Evaluating Safety, Tolerability, and Efficacy of Autologous MitoCell Transplantation in Subjects With Idiopathic Parkinson's Disease

Idiopathic Parkinson's Disease Clinical Trial

Official title:

A Phase I Open-Label Dose-Escalation Study to Evaluate the Safety, Tolerability, and Efficacy of Autologous MitoCell (Adipose-Derived Mesenchymal Stem Cells) Transplantation in Subjects With Idiopathic Parkinson's Disease

Clinical Trial Details — Status: Not yet recruiting

Administrative data

• NCT number: NCT05094011
• Other study ID #: MITOCELL-01
• Status: Not yet recruiting
• Phase: Phase 1
• Start date: March 1, 2025
• Est. completion date: July 31, 2027

Study information

• Verified date: April 2023
• Source: Taiwan Mitochondrion Applied Technology Co., Ltd.
• Contact: Kuo-Wei Hsueh, Ph.
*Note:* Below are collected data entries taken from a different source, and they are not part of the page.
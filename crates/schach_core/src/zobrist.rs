//! Zobrist hashing for 9×9 positions.
//!
//! The board keeps its hash up to date on every square write, so make/unmake
//! costs O(1) hash work per touched square. The hash is the XOR of:
//! - a key per (color, piece kind, square): 2 × 9 × 81 values
//! - a key per square for pieces that have not moved yet, which is what
//!   castling and the pawn double step depend on (81 values)
//! - a key for Black to move, applied by `Board::key`

use crate::types::{PieceKind, Piece, SQUARE_COUNT};

/// Pre-computed random values for Zobrist hashing.
/// Generated using a fixed seed for reproducibility.
pub struct ZobristKeys {
    /// Indexed by [color][piece_kind][square]
    pub pieces: [[[u64; SQUARE_COUNT]; PieceKind::COUNT]; 2],
    /// XORed in for a piece whose `has_moved` flag is still false
    pub unmoved: [u64; SQUARE_COUNT],
    /// XORed in when Black is to move
    pub side_to_move: u64,
}

impl Default for ZobristKeys {
    fn default() -> Self {
        Self::new()
    }
}

impl ZobristKeys {
    /// Generate Zobrist keys using xorshift64 with a fixed seed.
    pub const fn new() -> Self {
        const fn xorshift64(mut state: u64) -> u64 {
            state ^= state << 13;
            state ^= state >> 7;
            state ^= state << 17;
            state
        }

        let mut state = 0x9E3779B97F4A7C15u64;

        let mut pieces = [[[0u64; SQUARE_COUNT]; PieceKind::COUNT]; 2];
        let mut color = 0;
        while color < 2 {
            let mut kind = 0;
            while kind < PieceKind::COUNT {
                let mut sq = 0;
                while sq < SQUARE_COUNT {
                    state = xorshift64(state);
                    pieces[color][kind][sq] = state;
                    sq += 1;
                }
                kind += 1;
            }
            color += 1;
        }

        let mut unmoved = [0u64; SQUARE_COUNT];
        let mut sq = 0;
        while sq < SQUARE_COUNT {
            state = xorshift64(state);
            unmoved[sq] = state;
            sq += 1;
        }

        state = xorshift64(state);
        let side_to_move = state;

        ZobristKeys {
            pieces,
            unmoved,
            side_to_move,
        }
    }

    /// Hash contribution of a piece standing on a square.
    #[inline(always)]
    pub fn piece_key(&self, piece: Piece, sq: u8) -> u64 {
        let key = self.pieces[piece.color.idx()][piece.kind.idx()][sq as usize];
        if piece.has_moved {
            key
        } else {
            key ^ self.unmoved[sq as usize]
        }
    }
}

/// Global static Zobrist keys, computed at compile time.
pub static ZOBRIST: ZobristKeys = ZobristKeys::new();

#[cfg(test)]
#[path = "zobrist_tests.rs"]
mod zobrist_tests;
//! Move ordering: TT move, MVV-LVA captures, promotions, killers,
//! counter-moves and the history table.

use std::cmp::Reverse;

use schach_core::{Board, Color, Move, PieceKind, SQUARE_COUNT};

/// Deepest ply that keeps killer moves.
pub const MAX_PLY: usize = 64;

const TT_MOVE_SCORE: i32 = 3_000_000;
const CAPTURE_SCORE: i32 = 2_000_000;
const PROMOTION_SCORE: i32 = 1_900_000;
const KILLER_SCORES: [i32; 2] = [900_000, 800_000];
const COUNTER_MOVE_SCORE: i32 = 700_000;
const HISTORY_MAX: i32 = 100_000;

/// Victim and attacker values for MVV-LVA. The king is the dearest attacker.
const ORDER_VALUES: [i32; PieceKind::COUNT] = [100, 320, 330, 500, 900, 1500, 600, 700, 1000];

#[derive(Debug, Clone)]
pub struct MoveOrdering {
    killers: [[Option<Move>; 2]; MAX_PLY],
    /// Indexed `[color][from][to]`.
    history: Vec<i32>,
    /// Reply that refuted a move, indexed `[from][to]` of that move.
    counter_moves: Vec<Option<Move>>,
}

impl Default for MoveOrdering {
    fn default() -> Self {
        Self::new()
    }
}

#[inline]
fn history_index(color: Color, mv: Move) -> usize {
    (color.idx() * SQUARE_COUNT + mv.from as usize) * SQUARE_COUNT + mv.to as usize
}

#[inline]
fn counter_index(mv: Move) -> usize {
    mv.from as usize * SQUARE_COUNT + mv.to as usize
}

impl MoveOrdering {
    pub fn new() -> Self {
        Self {
            killers: [[None; 2]; MAX_PLY],
            history: vec![0; 2 * SQUARE_COUNT * SQUARE_COUNT],
            counter_moves: vec![None; SQUARE_COUNT * SQUARE_COUNT],
        }
    }

    pub fn clear(&mut self) {
        self.killers = [[None; 2]; MAX_PLY];
        self.history.fill(0);
        self.counter_moves.fill(None);
    }

    /// Forget killers and halve history between searches.
    pub fn age(&mut self) {
        self.killers = [[None; 2]; MAX_PLY];
        for h in &mut self.history {
            *h /= 2;
        }
    }

    pub fn killers(&self, ply: usize) -> [Option<Move>; 2] {
        self.killers.get(ply).copied().unwrap_or([None; 2])
    }

    pub fn history(&self, color: Color, mv: Move) -> i32 {
        self.history[history_index(color, mv)]
    }

    pub fn counter_move(&self, prev: Move) -> Option<Move> {
        self.counter_moves[counter_index(prev)]
    }

    pub fn score(
        &self,
        board: &Board,
        mv: Move,
        color: Color,
        ply: usize,
        tt_move: Option<Move>,
        prev: Option<Move>,
    ) -> i32 {
        if tt_move == Some(mv) {
            return TT_MOVE_SCORE;
        }
        if let Some(victim) = mv.captured {
            let attacker = board
                .piece_at(mv.from)
                .map_or(0, |pc| ORDER_VALUES[pc.kind.idx()]);
            return CAPTURE_SCORE + 10 * ORDER_VALUES[victim.kind.idx()] - attacker;
        }
        if mv.promo.is_some() {
            return PROMOTION_SCORE;
        }
        let killers = self.killers(ply);
        for (slot, killer) in killers.iter().enumerate() {
            if *killer == Some(mv) {
                return KILLER_SCORES[slot];
            }
        }
        if prev.is_some_and(|p| self.counter_move(p) == Some(mv)) {
            return COUNTER_MOVE_SCORE;
        }
        self.history(color, mv)
    }

    /// Sort `moves` best first.
    pub fn sort(
        &self,
        board: &Board,
        moves: &mut [Move],
        color: Color,
        ply: usize,
        tt_move: Option<Move>,
        prev: Option<Move>,
    ) {
        moves.sort_by_cached_key(|&mv| Reverse(self.score(board, mv, color, ply, tt_move, prev)));
    }

    /// Remember a quiet move that caused a beta cutoff.
    pub fn record_cutoff(
        &mut self,
        mv: Move,
        color: Color,
        ply: usize,
        depth: i32,
        prev: Option<Move>,
    ) {
        if let Some(slot) = self.killers.get_mut(ply) {
            if slot[0] != Some(mv) {
                slot[1] = slot[0];
                slot[0] = Some(mv);
            }
        }
        let h = &mut self.history[history_index(color, mv)];
        *h = (*h + depth * depth).min(HISTORY_MAX);
        if let Some(p) = prev {
            self.counter_moves[counter_index(p)] = Some(mv);
        }
    }
}

#[cfg(test)]
#[path = "ordering_tests.rs"]
mod ordering_tests;
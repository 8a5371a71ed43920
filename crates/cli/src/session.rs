//! Command interpreter for one engine session.
//!
//! ```text
//! position startpos | position <diagram> <w|b>
//! move <mv>...
//! go [depth N] [difficulty D] [elo R] [movetime MS]
//! stop
//! eval
//! analyze [depth N]
//! pv [depth N]
//! book [path]
//! new | clear | nodes | d | quit
//! {"kind":"SEARCH",...}
//! ```
//!
//! `go` and JSON lines both run on the execution bridge. Their events come
//! back through an [`EventPrinter`]: `go` searches print as `info` and
//! `bestmove` lines, everything else as JSON.

use std::collections::HashMap;
use std::fmt::Display;
use std::io::Write;
use std::str::FromStr;
use std::sync::{Arc, Mutex, MutexGuard, PoisonError};

use alphabeta_engine::{OpeningBook, SearchEngine};
use anyhow::{anyhow, bail, Context, Result};
use engine_bridge::{BridgeEvent, EngineBridge, SearchRequest, Ticket};
use schach_core::{
    parse_move, parse_position, position_key, Board, Color, Difficulty, Engine, Move, SearchResult,
    MAX_DEPTH,
};
use tracing::{debug, info, warn};

const DEFAULT_DEPTH: i32 = 4;

#[derive(Debug, Clone, Copy, PartialEq, Eq)]
pub enum Flow {
    Continue,
    Quit,
}

/// What the printer needs to know about a `go` search.
#[derive(Debug, Clone, Copy)]
struct GoSearch {
    /// Side to move was in check, so no move means checkmate.
    in_check: bool,
    /// Depth 0 asks for the static evaluation only.
    static_only: bool,
}

type Pending = Arc<Mutex<HashMap<u64, GoSearch>>>;

pub struct Session<W> {
    bridge: EngineBridge<SearchEngine>,
    board: Board,
    color: Color,
    out: Arc<Mutex<W>>,
    pending: Pending,
    /// Id of the next `go` search. Counts down from `u64::MAX` to stay clear
    /// of ids picked by JSON clients.
    next_id: u64,
    last: Option<Ticket>,
}

impl<W: Write + Send + 'static> Session<W> {
    pub fn new(bridge: EngineBridge<SearchEngine>, out: W) -> Self {
        Self {
            bridge,
            board: Board::startpos(),
            color: Color::White,
            out: Arc::new(Mutex::new(out)),
            pending: Arc::default(),
            next_id: u64::MAX,
            last: None,
        }
    }

    /// Printer for the events of this session's bridge.
    pub fn printer(&self) -> EventPrinter<W> {
        EventPrinter {
            out: Arc::clone(&self.out),
            pending: Arc::clone(&self.pending),
        }
    }

    pub fn handle_line(&mut self, line: &str) -> Result<Flow> {
        let line = line.trim();
        if line.starts_with('{') {
            if let Some(ticket) = self.bridge.submit_json(line) {
                debug!(id = ticket.id, generation = ticket.generation, "bridge request queued");
                self.last = Some(ticket);
            }
            return Ok(Flow::Continue);
        }

        let parts: Vec<&str> = line.split_whitespace().collect();
        let Some((&command, args)) = parts.split_first() else {
            return Ok(Flow::Continue);
        };

        match command {
            "position" => self.position(args)?,
            "move" => self.play(args)?,
            "go" => self.go(args)?,
            "stop" => self.bridge.stop(),
            "eval" => {
                let score = self.bridge.with_engine(|e| e.evaluate(&self.board, self.color));
                self.say(format_args!("eval {score}"));
            }
            "analyze" => self.analyze(args)?,
            "pv" => {
                let depth: usize = option(args, "depth")?.unwrap_or(DEFAULT_DEPTH as usize);
                let pv = self
                    .bridge
                    .with_engine(|e| e.extract_pv(&self.board, self.color, depth));
                self.say(format_args!("pv {}", join(&pv)));
            }
            "book" => {
                if let Some(path) = args.first() {
                    let book = OpeningBook::load(path)
                        .with_context(|| format!("failed to load book {path}"))?;
                    self.bridge.with_engine(|e| e.set_opening_book(book));
                }
                let (positions, moves) = self.bridge.with_engine(|e| e.book_size());
                self.say(format_args!("book {positions} positions {moves} moves"));
            }
            "new" => {
                self.bridge.cancel();
                self.bridge.with_engine(|e| e.new_game());
                self.board = Board::startpos();
                self.color = Color::White;
            }
            "clear" => {
                self.bridge.with_engine(|e| e.clear_tt());
                info!("transposition table cleared");
            }
            "nodes" => {
                let (nodes, hashfull) = self
                    .bridge
                    .with_engine(|e| (e.nodes_evaluated(), e.hashfull()));
                self.say(format_args!("nodes {nodes} hashfull {hashfull}"));
            }
            "d" => {
                let pretty = self.board.pretty();
                let key = position_key(&self.board, self.color);
                let check = if self.board.in_check(self.color) {
                    " (check)"
                } else {
                    ""
                };
                self.say(format_args!("{pretty}{key}{check}"));
            }
            "quit" => return Ok(Flow::Quit),
            other => bail!("unknown command '{other}'"),
        }
        Ok(Flow::Continue)
    }

    pub fn report(&self, err: &anyhow::Error) {
        self.say(format_args!("error: {err:#}"));
    }

    /// Drop any pending bridge request.
    pub fn shutdown(&self) {
        self.bridge.cancel();
    }

    /// Close the session, handing back the ticket of the last search submitted.
    pub fn finish(self) -> Option<Ticket> {
        self.last
    }

    fn position(&mut self, args: &[&str]) -> Result<()> {
        let (board, color) = parse_position(&args.join(" "))?;
        board.validate()?;
        self.board = board;
        self.color = color;
        Ok(())
    }

    /// Apply moves in order. Stops at the first bad move, keeping the ones before it.
    fn play(&mut self, moves: &[&str]) -> Result<()> {
        for text in moves {
            let mv = parse_move(&self.board, self.color, text)?;
            self.board.make_move(mv);
            self.color = self.color.other();
        }
        Ok(())
    }

    fn go(&mut self, args: &[&str]) -> Result<()> {
        let move_time: Option<u64> = option(args, "movetime")?;
        // A time limit alone searches as deep as the clock allows.
        let depth = option(args, "depth")?.unwrap_or(match move_time {
            Some(_) => i32::from(MAX_DEPTH),
            None => DEFAULT_DEPTH,
        });
        let difficulty: Difficulty = option(args, "difficulty")?.unwrap_or_default();
        let elo: Option<u32> = option(args, "elo")?;

        let id = self.next_id;
        let mut request = SearchRequest::new(id, &self.board, self.color, depth, difficulty);
        request.move_time_ms = move_time;
        request.elo = elo;

        let search = GoSearch {
            in_check: self.board.in_check(self.color),
            static_only: depth == 0 && elo.is_none(),
        };
        lock(&self.pending).insert(id, search);
        match self.bridge.submit(request) {
            Ok(ticket) => {
                debug!(id, generation = ticket.generation, "search started");
                self.next_id -= 1;
                self.last = Some(ticket);
                Ok(())
            }
            Err(err) => {
                lock(&self.pending).remove(&id);
                Err(err.into())
            }
        }
    }

    fn analyze(&mut self, args: &[&str]) -> Result<()> {
        let depth = option(args, "depth")?.unwrap_or(DEFAULT_DEPTH);
        let analysis = self
            .bridge
            .with_engine(|e| e.analyze(&self.board, self.color, depth))?;
        self.say(format_args!(
            "analysis depth {} score {} nodes {} pv {}",
            analysis.depth,
            analysis.score,
            analysis.nodes,
            join(&analysis.pv)
        ));
        for scored in &analysis.top_moves {
            self.say(format_args!("top {} {}", scored.mv, scored.score));
        }
        Ok(())
    }

    fn say(&self, line: impl Display) {
        write_line(&self.out, line);
    }
}

/// Writes bridge events to the session output.
pub struct EventPrinter<W> {
    out: Arc<Mutex<W>>,
    pending: Pending,
}

impl<W: Write> EventPrinter<W> {
    pub fn print(&self, event: &BridgeEvent) {
        let search = lock(&self.pending).get(&event.id()).copied();
        let Some(search) = search else {
            match event.to_message().to_json() {
                Ok(json) => write_line(&self.out, json),
                Err(err) => warn!(id = event.id(), %err, "could not encode event"),
            }
            return;
        };

        match event {
            BridgeEvent::Progress { result, .. } => write_line(&self.out, info_line(result)),
            BridgeEvent::Completed { id, result } => {
                // Older searches were superseded and have sent all they will.
                lock(&self.pending).retain(|&other, _| other < *id);
                write_line(&self.out, bestmove_line(result, search));
            }
            BridgeEvent::Error { error, .. } => write_line(&self.out, format_args!("error: {error}")),
        }
    }
}

fn bestmove_line(result: &SearchResult, search: GoSearch) -> String {
    match result.best_move {
        Some(mv) => format!(
            "bestmove {mv} score {} depth {} nodes {}",
            result.score, result.depth, result.nodes
        ),
        None if search.static_only => format!("bestmove none score {}", result.score),
        None if search.in_check => "bestmove none (checkmate)".to_string(),
        None => "bestmove none (stalemate)".to_string(),
    }
}

/// Value following `name` in `args`, e.g. `depth 6`.
fn option<T>(args: &[&str], name: &str) -> Result<Option<T>>
where
    T: FromStr,
    T::Err: Display,
{
    let Some(at) = args.iter().position(|&a| a == name) else {
        return Ok(None);
    };
    let text = args
        .get(at + 1)
        .ok_or_else(|| anyhow!("missing value for {name}"))?;
    text.parse()
        .map(Some)
        .map_err(|err| anyhow!("bad {name} '{text}': {err}"))
}

fn info_line(result: &SearchResult) -> String {
    format!(
        "info depth {} score {} nodes {} pv {}",
        result.depth,
        result.score,
        result.nodes,
        join(&result.pv)
    )
}

fn join(moves: &[Move]) -> String {
    moves
        .iter()
        .map(Move::to_string)
        .collect::<Vec<_>>()
        .join(" ")
}

fn write_line<W: Write>(out: &Mutex<W>, line: impl Display) {
    let mut out = lock(out);
    writeln!(out, "{line}").ok();
    out.flush().ok();
}

fn lock<T>(mutex: &Mutex<T>) -> MutexGuard<'_, T> {
    mutex.lock().unwrap_or_else(PoisonError::into_inner)
}

#[cfg(test)]
#[path = "session_tests.rs"]
mod session_tests;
D.
• Phone: 886-03-5820208
• Email: fskenneth[@]taimito.com
• Is FDA regulated: No
• Study type: Interventional

Clinical Trial Summary

Primary Objective: To assess the safety profile of autologous MitoCell administered to subjects with idiopathic Parkinson's disease (PD) Secondary Objective: To explore the efficacy and safety of MitoCell given as the recommended dose by stereotactic intrastriatal implantation

Description:

MitoCell is an autologous stem cell product that cultures with the company's unique patented medium. The mechanism of action of MitoCell is to improve the brain microenvironment in neurodegenerative disease. MitoCell which like mesenchymal stem cells modulate the immune response, and secrete more BDNF and SDF-1 neurotrophic factors than regular stem cell products.Therefore, MitoCell can protect and repair damaged dopamine neurons (DA) and stimulate DA regeneration.This project is a phase I open-label dose-escalation study to evaluate the safety, tolerability, and efficacy of autologous MitoCell intracranial transplantation in subjects with idiopathic Parkinson's disease which rating from stage 3 ~ 4 of modified Hoehn & Yahr staging.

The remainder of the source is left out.